Foreword

I am honoured and privileged to contribute this foreword to this important report from Aitheantas – Adoptee Identity Rights. I write as an ally and a supporter of adoptees struggling to realise their rights. This timely report sets out the findings of recent research conducted with adoptees and their families during late 2019, through 2020 and in early 2021. 

The report goes to the heart of an existential question that people have always asked “where do I come from”? My children asked me and I was able to tell them. Answering this most fundamental question is core to a person having a clear sense of their identity, to which we have a right. It is also important for practical matters relating to health and wellbeing including having knowledge of hereditary health conditions like breast cancer where screening and early detection can save lives. 

Yet today people in Ireland, through no fault of their own and because they were adopted, continue to be denied the information they need to answer that most basic of questions “where do I come from”? Their children and their children’s children are also so deprived, adding intergenerational insult to injury. The stigma experienced by adoptees and their families endures and is well articulated in this report. 

The current challenges for adoptees in accessing information about themselves, arises in the main from the closed adoption system pursued in Ireland from the 1950’s onward. Views have changed over time and adoptees’ right to their personal information has begun to be recognised. The European Court of Human Rights has recognised the right to identity as a fundamental right in numerous judgements. 

In Ireland constitutional rights to identity were first recognised in a Supreme Court decision IOT v B in 1998. The Court held that the right to know the identity of one’s “natural mother” was an unenumerated right under article 40.3.1 in Bunreacht na hEireann. 

Yet almost a quarter century on from that Supreme Court decision, Ireland is and remains out of step with progressive norms now in place in many other countries relating to adoptees rights to and access to information about who they are. There is evidence that Ireland has the most restrictive system in the European Union when it comes to accessing information on adoptees’ personal health, history and heritage. 

Ireland is also out of step with public perceptions. More than 90% of respondents to a recent survey believed that adoptees have an automatic right to their birth certificate. This is not the case.  As a result of Ireland’s highly restrictive approach, today access to birth details and other information remains extremely difficult for adoptees. This is not fair. This is discriminatory. It can and must be put right.

The State has successively failed to legislate on this matter. It would seem that the voices of direct experience have not been heard and not adequately or appropriately responded to as yet. 

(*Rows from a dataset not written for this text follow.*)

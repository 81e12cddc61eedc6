pub mod config;
pub mod error;
pub mod message;
pub mod session;
pub mod sink;
pub mod watcher;

// Re-export commonly used types
pub use config::{AccountConfig, ConfigError, ImapSecurity, WatchConfig};
pub use error::{WatchError, WatchResult};
pub use message::{decode, Header, Message};
pub use session::{ImapConnection, ImapSession, MailSession, RawMessage};
pub use sink::{Callback, Delivery, SinkClosed};
pub use watcher::{MailWatcher, StopSignal, WatchHandle, WatchState};
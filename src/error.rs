use thiserror::Error;

#[derive(Error, Debug)]
pub enum WatchError {
    #[error("Connection error: {0}")]
    Connection(String),

    #[error("Authentication failed: {0}")]
    Auth(String),

    #[error("IMAP error: {0}")]
    Protocol(String),

    #[error("Decode error: {0}")]
    Decode(String),

    #[error("Configuration error: {0}")]
    Config(#[from] crate::config::ConfigError),

    #[error("TLS error: {0}")]
    Tls(#[from] native_tls::Error),

    #[error("IO error: {0}")]
    Io(#[from] std::io::Error),
}

impl WatchError {
    /// Start-time failures: no watcher can be produced after one of these.
    pub fn is_fatal(&self) -> bool {
        matches!(
            self,
            WatchError::Connection(_)
                | WatchError::Auth(_)
                | WatchError::Config(_)
                | WatchError::Tls(_)
                | WatchError::Io(_)
        )
    }
}

pub type WatchResult<T> = Result<T, WatchError>;

#[cfg(test)]
mod tests {
    use super::*;

    #[test]
    fn test_fatal_classification() {
        assert!(WatchError::Connection("refused".into()).is_fatal());
        assert!(WatchError::Auth("bad password".into()).is_fatal());
        assert!(!WatchError::Protocol("NO select failed".into()).is_fatal());
        assert!(!WatchError::Decode("no uid".into()).is_fatal());
    }

    #[test]
    fn test_display() {
        let err = WatchError::Protocol("BAD command".to_string());
        assert_eq!(err.to_string(), "IMAP error: BAD command");
    }
}
//! Normalized messages and the decoder that builds them from raw fetch results.

use crate::error::{WatchError, WatchResult};
use crate::session::RawMessage;

/// Header fields in the order they appear in the message. Lookups ignore
/// ASCII case; repeated fields keep every value.
#[derive(Debug, Clone, Default, PartialEq, Eq)]
pub struct Header {
    fields: Vec<(String, String)>,
}

impl Header {
    pub fn new() -> Self {
        Self::default()
    }

    pub fn push(&mut self, name: impl Into<String>, value: impl Into<String>) {
        self.fields.push((name.into(), value.into()));
    }

    pub fn get(&self, name: &str) -> Option<&str> {
        self.fields
            .iter()
            .find(|(field, _)| field.eq_ignore_ascii_case(name))
            .map(|(_, value)| value.as_str())
    }

    pub fn get_all(&self, name: &str) -> Vec<&str> {
        self.fields
            .iter()
            .filter(|(field, _)| field.eq_ignore_ascii_case(name))
            .map(|(_, value)| value.as_str())
            .collect()
    }

    pub fn iter(&self) -> impl Iterator<Item = (&str, &str)> {
        self.fields.iter().map(|(name, value)| (name.as_str(), value.as_str()))
    }

    pub fn len(&self) -> usize {
        self.fields.len()
    }

    pub fn is_empty(&self) -> bool {
        self.fields.is_empty()
    }
}

/// A fetched message. Immutable once built.
#[derive(Debug, Clone, PartialEq, Eq)]
pub struct Message {
    uid: u32,
    header: Header,
    body: Vec<u8>,
}

impl Message {
    pub fn new(uid: u32, header: Header, body: Vec<u8>) -> Self {
        Self { uid, header, body }
    }

    /// Server-assigned identifier, unique within the mailbox.
    pub fn uid(&self) -> u32 {
        self.uid
    }

    pub fn header(&self) -> &Header {
        &self.header
    }

    pub fn body(&self) -> &[u8] {
        &self.body
    }

    pub fn body_text(&self) -> String {
        String::from_utf8_lossy(&self.body).into_owned()
    }

    pub fn subject(&self) -> Option<&str> {
        self.header.get("Subject")
    }

    pub fn sender(&self) -> Option<&str> {
        self.header.get("From")
    }
}

fn format_addr(addr: &mail_parser::Addr) -> String {
    let name = addr.name.as_ref().map(|n| n.to_string()).unwrap_or_default();
    let email = addr.address.as_ref().map(|s| s.to_string()).unwrap_or_default();
    if name.is_empty() {
        email
    } else {
        format!("{} <{}>", name, email)
    }
}

fn header_value(header: &mail_parser::Header, raw: &[u8]) -> String {
    match header.value() {
        mail_parser::HeaderValue::Text(t) => t.to_string(),
        mail_parser::HeaderValue::TextList(list) => {
            list.iter().map(|s| s.as_ref()).collect::<Vec<_>>().join(", ")
        }
        mail_parser::HeaderValue::Address(addr) => format_addr(addr),
        mail_parser::HeaderValue::AddressList(list) => {
            list.iter().map(format_addr).collect::<Vec<_>>().join(", ")
        }
        // Dates, content types and anything else keep their wire form.
        _ => raw
            .get(header.offset_start..header.offset_end)
            .map(|bytes| String::from_utf8_lossy(bytes).trim().to_string())
            .unwrap_or_default(),
    }
}

/// Parses a raw header block into a [`Header`].
pub fn parse_header(raw: &[u8]) -> WatchResult<Header> {
    let parsed = mail_parser::Message::parse(raw)
        .ok_or_else(|| WatchError::Decode("unparseable header block".to_string()))?;

    let mut header = Header::new();
    for field in parsed.headers() {
        header.push(field.name().to_string(), header_value(field, raw));
    }

    if header.is_empty() {
        return Err(WatchError::Decode("header block has no fields".to_string()));
    }
    Ok(header)
}

/// Turns one raw fetch result into a [`Message`].
pub fn decode(raw: &RawMessage) -> WatchResult<Message> {
    let uid = raw
        .uid
        .ok_or_else(|| WatchError::Decode("fetch response carries no UID".to_string()))?;
    let header_block = raw
        .header
        .as_deref()
        .ok_or_else(|| WatchError::Decode(format!("message {} has no header block", uid)))?;

    let header = parse_header(header_block)
        .map_err(|e| WatchError::Decode(format!("message {}: {}", uid, e)))?;
    let body = raw.body.clone().unwrap_or_default();

    Ok(Message::new(uid, header, body))
}

/// Decodes a whole batch, dropping the items that fail. Order is preserved.
pub fn decode_batch(raws: &[RawMessage]) -> Vec<Message> {
    raws.iter()
        .filter_map(|raw| match decode(raw) {
            Ok(message) => Some(message),
            Err(e) => {
                log::warn!("Skipping undecodable message: {}", e);
                None
            }
        })
        .collect()
}

#[cfg(test)]
mod tests {
    use super::*;

    const HEADER: &str = "From: \"Alice Example\" <alice@example.com>\r\n\
To: bob@example.com\r\n\
Subject: Lunch?\r\n\
Received: from a.example.com\r\n\
Received: from b.example.com\r\n\
\r\n";

    fn raw(uid: Option<u32>, header: Option<&str>, body: Option<&str>) -> RawMessage {
        RawMessage {
            uid,
            header: header.map(|h| h.as_bytes().to_vec()),
            body: body.map(|b| b.as_bytes().to_vec()),
        }
    }

    #[test]
    fn test_decode_message() {
        let message = decode(&raw(Some(42), Some(HEADER), Some("See you at noon.\r\n"))).unwrap();
        assert_eq!(message.uid(), 42);
        assert_eq!(message.subject(), Some("Lunch?"));
        assert_eq!(message.sender(), Some("Alice Example <alice@example.com>"));
        assert_eq!(message.body(), b"See you at noon.\r\n");
        assert_eq!(message.body_text(), "See you at noon.\r\n");
    }

    #[test]
    fn test_header_iter_keeps_field_order() {
        let message = decode(&raw(Some(2), Some(HEADER), None)).unwrap();
        let names: Vec<&str> = message.header().iter().map(|(name, _)| name).collect();
        assert_eq!(names, vec!["From", "To", "Subject", "Received", "Received"]);
        assert_eq!(message.header().len(), 5);
    }

    #[test]
    fn test_header_lookup_ignores_case() {
        let message = decode(&raw(Some(1), Some(HEADER), None)).unwrap();
        assert_eq!(message.header().get("subject"), Some("Lunch?"));
        assert_eq!(message.header().get("SUBJECT"), Some("Lunch?"));
        assert_eq!(message.header().get("x-missing"), None);
        assert!(message.header().get_all("x-missing").is_empty());
    }

    #[test]
    fn test_repeated_fields_keep_order() {
        let message = decode(&raw(Some(1), Some(HEADER), None)).unwrap();
        let received = message.header().get_all("received");
        assert_eq!(received.len(), 2);
        assert!(received[0].contains("a.example.com"));
        assert!(received[1].contains("b.example.com"));
    }

    #[test]
    fn test_missing_body_is_empty() {
        let message = decode(&raw(Some(7), Some(HEADER), None)).unwrap();
        assert!(message.body().is_empty());
    }

    #[test]
    fn test_missing_uid_or_header_fails() {
        assert!(matches!(decode(&raw(None, Some(HEADER), None)), Err(WatchError::Decode(_))));
        assert!(matches!(decode(&raw(Some(3), None, Some("x"))), Err(WatchError::Decode(_))));
    }

    #[test]
    fn test_batch_skips_bad_items() {
        let batch = vec![
            raw(Some(10), Some(HEADER), Some("one")),
            raw(None, Some(HEADER), Some("two")),
            raw(Some(12), Some(HEADER), Some("three")),
        ];
        let messages = decode_batch(&batch);
        assert_eq!(messages.len(), 2);
        assert_eq!(messages[0].uid(), 10);
        assert_eq!(messages[1].uid(), 12);
    }
}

Issues have been flagged by Aitheantas and other groups about very real concerns relating to the Birth Information and Tracing Bill 2021, now under consideration in the Oireachtas. 

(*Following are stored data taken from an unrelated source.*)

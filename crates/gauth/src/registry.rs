//! Concurrent name -> token map (spec §4.5, component C5).
//!
//! The registry is the ledger [`crate::server::TokenServer`] publishes into
//! and every `fetch` call reads from first. Readers never block writers;
//! writers never block readers - each entry's cached token lives behind a
//! `std::sync::RwLock` that is held only for the instant of a clone, never
//! across an `.await`.

use std::collections::HashMap;
use std::hash::Hash;
use std::sync::{Arc, RwLock};

use crate::token::{now_epoch, Token};

/// One entry's mutable cell: the latest published token, if any.
#[derive(Debug, Default)]
struct Slot(RwLock<Option<Token>>);

impl Slot {
    fn publish(&self, token: Token) {
        *self.0.write().expect("registry slot lock poisoned") = Some(token);
    }

    fn snapshot(&self) -> Option<Token> {
        self.0.read().expect("registry slot lock poisoned").clone()
    }
}

/// Process-global `name -> token` map. `Name` is any value the embedding
/// application chooses to identify a server; it just needs to be usable as
/// a `HashMap` key.
#[derive(Debug, Clone)]
pub struct Registry<Name: Eq + Hash + Clone> {
    entries: Arc<RwLock<HashMap<Name, Arc<Slot>>>>,
}

impl<Name: Eq + Hash + Clone> Registry<Name> {
    #[must_use]
    pub fn new() -> Self {
        Self {
            entries: Arc::new(RwLock::new(HashMap::new())),
        }
    }

    /// Idempotent: registering a name that already exists returns the
    /// existing slot instead of creating a new one, so that in-flight
    /// `fetch` callers keep seeing the same cache cell.
    pub(crate) fn register(&self, name: Name) -> Arc<Slot> {
        let mut entries = self.entries.write().expect("registry lock poisoned");
        entries.entry(name).or_insert_with(|| Arc::new(Slot::default())).clone()
    }

    pub(crate) fn publish(&self, name: &Name, token: Token) {
        if let Some(slot) = self.entries.read().expect("registry lock poisoned").get(name) {
            slot.publish(token);
        }
    }

    /// A fresh (non-stale) snapshot is sufficient to answer a cache hit
    /// without contacting the server (spec §4.5's invariant). A stale
    /// snapshot is treated as absent.
    #[must_use]
    pub fn snapshot(&self, name: &Name) -> Option<Token> {
        let slot = self.entries.read().expect("registry lock poisoned").get(name)?.clone();
        let token = slot.snapshot()?;
        if token.is_stale(now_epoch()) {
            None
        } else {
            Some(token)
        }
    }

    #[must_use]
    pub fn contains(&self, name: &Name) -> bool {
        self.entries.read().expect("registry lock poisoned").contains_key(name)
    }
}

impl<Name: Eq + Hash + Clone> Default for Registry<Name> {
    fn default() -> Self {
        Self::new()
    }
}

This report shows how some of the assigned agencies involved have lost the trust and confidence of adoptees. There are calls in this report for a new agency to be established. 

The Black Civil Rights Activist James Baldwin once said “Not everything that is faced can be changed, but nothing can be changed until it’s faced”. I am calling on legislators and others to face up to the unnecessary and harmful challenges adoptees and their families continue to face and to listen to them. And to take note of this important report by Aitheantas and deepen your understanding. Hear the voices of adoptees and their families. Feel their pain. Acknowledge their anger and frustration. Above all listen to them and act. 

When we know better we can do better according to Maya Angelou. Do better by adoptees. Vindicate their rights to know who they are. You can make a good start by reading this report. The time for action is now.